Interspersed throughout American Gods are extracts from a history, ostensibly written by Mr Ibis (the Old Egyptian God, Thoth). These extracts tell how other gods and mythical beings make their way to the US, in the beliefs and stories of different culture. There’s Essie Tregowan, a Cornish con-artist who is transported to America, and who brings with her the piskies of her youth, or Salim, a taxi-driver from Oman who becomes a jinn. Postmodern novels often use approaches like this to broaden the range of reference; these inset stories provide a neat way of exploring different gods and myths as they connect to Gaiman’s America.

While American Gods is a serious reflection on the nature of American culture, its most appealing aspect is the concept that the gods live among Americans, hiding in plain sight.

This is the key to American Gods’ continued popularity, I think: it offers the fantasy, the hope, (or the fear) that our reality is merely one plane of existence, that just out of sight, or in plain sight if we choose to look, is something bigger, something mythical, something more powerful.

Shadow Moon crosses America, gathering its tapestry of heritage.
Starz

And if you know how to find them, you have the opportunity to collect them, as Wednesday and Shadow do, to gather them together for a final battle, much as one might in an epic game of Dungeons and Dragons, or a supernatural round of Pokemon Go.

I do believe in fairies

Gaiman is not alone in exploring the power of belief and fantasy to keep the gods alive. It’s a theme that never quite goes away: witness JM Barrie’s comment in Peter and Wendy (1908):

Every time a child says, ‘I don’t believe in fairies,’ there is a fairy somewhere that falls down dead.

In Michael Ende’s The Neverending Story (1979), eroding belief in fiction is killing an imaginary kingdom called Fantasia, until an ideal child reader can bring it back to life. In contrast are Terry Pratchett’s piling of myth upon myth in the hugely popular Discworld series, or Rick Riordan’s recasting of the Perseus myth in the Percy Jackson series. All play in different ways with ideas about mythology, the role of belief, and the endurance of ancient ideas about power and creation.

In American Gods, Gaiman contrasts belief in the old gods with the flattening, meaningless forms of new media and digital technologies. But a lot has changed since June 2001 – not least the continuing evolution of the internet – which has turned into the ideal tool for reinvigorating and investigating them.

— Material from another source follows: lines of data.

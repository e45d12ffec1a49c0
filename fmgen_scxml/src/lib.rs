//! Front end of the `fmgen` compiler.
//!
//! Compiles a [`ModelDescription`], a system of state machines
//! communicating through events, into a JANI [`Model`]:
//!
//! - ECMAScript expressions are translated with [`translate`];
//! - each [`StateMachine`] is assembled into an automaton ([`assemble`]),
//!   registering the events it sends and receives;
//! - timers are driven by a global timer automaton ([`global_timer_automaton`]);
//! - automata are synchronized through one automaton per event ([`assemble_syncs`]);
//! - random distributions are expanded into probabilistic branching.
//!
//! [`convert`] runs the whole pipeline.

#![warn(missing_docs)]
#![forbid(unsafe_code)]

mod assembler;
mod description;
mod event;
mod interface;
mod sync;
mod timers;
mod translator;
mod types;

use anyhow::{Context, ensure};
use fmgen_core::{Constant, Expression, Value};
use fmgen_jani::{Feature, Model, expand_random_variables};
use log::{info, warn};
use std::{collections::HashMap, fs::File, io::Read, path::Path, time::Instant};

pub use assembler::{Assembled, AssemblyError, assemble};
pub use description::{
    AssignmentDecl, ConstantDecl, DestinationDecl, EdgeDecl, ModelDescription, StateMachine,
    VariableDecl,
};
pub use event::{Event, EventClass, EventRegistry, RegistryError};
pub use interface::{Direction, Endpoint, Fields, Interface};
pub use sync::{SyncError, assemble_syncs};
pub use timers::{
    GLOBAL_TIMER, GLOBAL_TIMER_ENABLE, GLOBAL_TIMER_TICK, TIMER_PREFIX, TimeUnit, Timer,
    TimerError, global_timer_automaton,
};
pub use translator::{TranslationCause, TranslationError, translate, translate_with_lengths};
pub use types::{ArrayShape, BaseType, DataType, DataTypeError, length_variable};

/// Parameters of the conversion.
#[derive(Debug, Clone, PartialEq, Eq)]
pub struct ConversionConfig {
    /// Max size of arrays declared without size, and of array payloads.
    pub max_array_size: usize,
    /// Number of values each random distribution is discretized into.
    pub resolution: usize,
    /// Time horizon of the global timer, in nanoseconds.
    pub max_time_ns: u64,
}

impl Default for ConversionConfig {
    fn default() -> Self {
        Self {
            max_array_size: 100,
            resolution: 100,
            max_time_ns: 100_000_000_000,
        }
    }
}

/// Reads a model description from a JSON file.
pub fn load(path: &Path) -> anyhow::Result<ModelDescription> {
    let time = Instant::now();
    info!(target: "parser", "parsing model description file '{}'", path.display());
    let mut file =
        File::open(path).with_context(|| format!("failed to open file '{}'", path.display()))?;
    let mut buf = String::new();
    file.read_to_string(&mut buf)
        .with_context(|| format!("failed to read file '{}' to string", path.display()))?;
    let description: ModelDescription = serde_json::from_str(&buf)
        .with_context(|| format!("failed to parse model description in '{}'", path.display()))?;
    info!("parsing complete in {:?}", time.elapsed());
    Ok(description)
}

fn add_constants(
    model: &mut Model,
    description: &ModelDescription,
    config: &ConversionConfig,
) -> anyhow::Result<HashMap<String, Value>> {
    let mut constants = HashMap::new();
    for decl in &description.constants {
        let shape = decl.r#type.shape(config.max_array_size);
        let mut value = decl
            .value
            .as_deref()
            .map(|value| translate(value, shape.as_ref()))
            .transpose()
            .with_context(|| format!("failed to translate value of constant '{}'", decl.name))?;
        let folded = value
            .as_ref()
            .and_then(|exp| exp.eval(&|id| constants.get(id).cloned()).ok());
        if let Some(folded) = folded {
            ensure!(
                decl.r#type.to_type().accepts(&folded),
                "value of constant '{}' is not of type {}",
                decl.name,
                decl.r#type
            );
            // array values stay in their `av` form
            if !matches!(folded, Value::Array(_)) {
                value = Some(Expression::Literal(folded.clone()));
            }
            constants.insert(decl.name.clone(), folded);
        }
        model.add_constant(Constant::new(decl.name.as_str(), decl.r#type.to_type(), value))?;
    }
    Ok(constants)
}

/// Compiles a model description into a JANI model.
///
/// ```
/// # use fmgen_scxml::{ConversionConfig, ModelDescription, convert};
/// let description: ModelDescription = serde_json::from_value(serde_json::json!({
///     "name": "ping",
///     "automata": [
///         {
///             "name": "sender",
///             "locations": ["idle"],
///             "initial": ["idle"],
///             "interfaces": [{"kind": "event", "name": "ping", "direction": "send"}],
///             "edges": [{"location": "idle", "action": "ping_on_send", "destinations": [{"location": "idle"}]}]
///         },
///         {
///             "name": "receiver",
///             "locations": ["idle"],
///             "initial": ["idle"],
///             "interfaces": [{"kind": "event", "name": "ping", "direction": "receive"}],
///             "edges": [{"location": "idle", "action": "ping_on_receive", "destinations": [{"location": "idle"}]}]
///         }
///     ]
/// }))
/// .unwrap();
/// let model = convert(&description, &ConversionConfig::default()).unwrap();
/// assert!(model.automaton("ping").is_some());
/// assert!(model.variable("ping.valid").is_some());
/// ```
pub fn convert(description: &ModelDescription, config: &ConversionConfig) -> anyhow::Result<Model> {
    let time = Instant::now();
    info!(target: "build", "converting model '{}'", description.name);
    let mut model = Model::new(description.name.as_str());
    let constants = add_constants(&mut model, description, config)?;

    let mut registry = EventRegistry::default();
    let mut timers = Vec::new();
    for machine in &description.automata {
        let assembled = assemble(machine, &mut registry, &constants, config.max_array_size)
            .with_context(|| format!("failed to assemble automaton '{}'", machine.name))?;
        if assembled.uses_arrays {
            model.add_feature(Feature::Arrays);
        }
        if assembled.uses_trigonometry {
            model.add_feature(Feature::TrigonometricFunctions);
        }
        timers.extend(assembled.timers);
        model.add_automaton(assembled.automaton)?;
    }
    if !timers.is_empty() {
        let global_timer = global_timer_automaton(&timers, config.max_time_ns)
            .context("failed to build the global timer")?;
        model.add_automaton(global_timer)?;
    }

    let unconsumed = assemble_syncs(&mut model, &registry, &timers, config.max_array_size)
        .context("failed to synchronize automata")?;
    for event in unconsumed {
        warn!("event '{event}' is sent but never received");
    }
    expand_random_variables(&mut model, config.resolution)
        .context("failed to expand random variables")?;
    model.lower_helpers();
    for property in &description.properties {
        model.add_property(property.clone());
    }
    info!("conversion completed in {:?}", time.elapsed());
    Ok(model)
}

A new god, Technical Boy, played by Bruce Langley.
Starz

From online gaming communities, to exhaustive wikis, to the project I’m currently involved in, Our Mythical Childhood, which gathers and analyses the retellings of classical myth and culture in children’s texts around the world, people interested in mythlore are finding ways to think about myth using technology.

We like observing the gods, exploring their powers, telling their stories in different ways, collecting them, arranging them, playing with them. We seem to like all the tradition we can get, even on the most cutting edge of technological advancement.

‘Right angles to reality’

American Gods is a response to the perceived flat soullessness of a tech-heavy, media-heavy, corporatised, citified, sophisticated world. Divorced from the old gods, which symbolise the meaningful association with life and the land, Wednesday wonders what hope is there for society.

And yet, it emerges that Mr Wednesday is as much of a soulless con-artist as any of the new gods he despises, manipulating the battle for his own power. It takes an act of real, primal sacrifice on Shadow’s part to let him to see through the con, and understand that, when it comes down to it, as a human, all you have is yourself:

You know, I think I would rather be a man than a god. We don’t need anyone to believe in us. We just keep going anyhow. It’s what we do.

Though the advertisements for the upcoming television series exhort viewers to “Believe,” the response might well be: “Believe in what?”

In the novel, it is the land that eclipses gods and men, as Whiskey Jack, the Native American trickster spirit, tells Shadow after the battle is over:

Listen, gods die when they are forgotten. People too. But the land’s still here. The good places, and the bad. The land isn’t going anywhere.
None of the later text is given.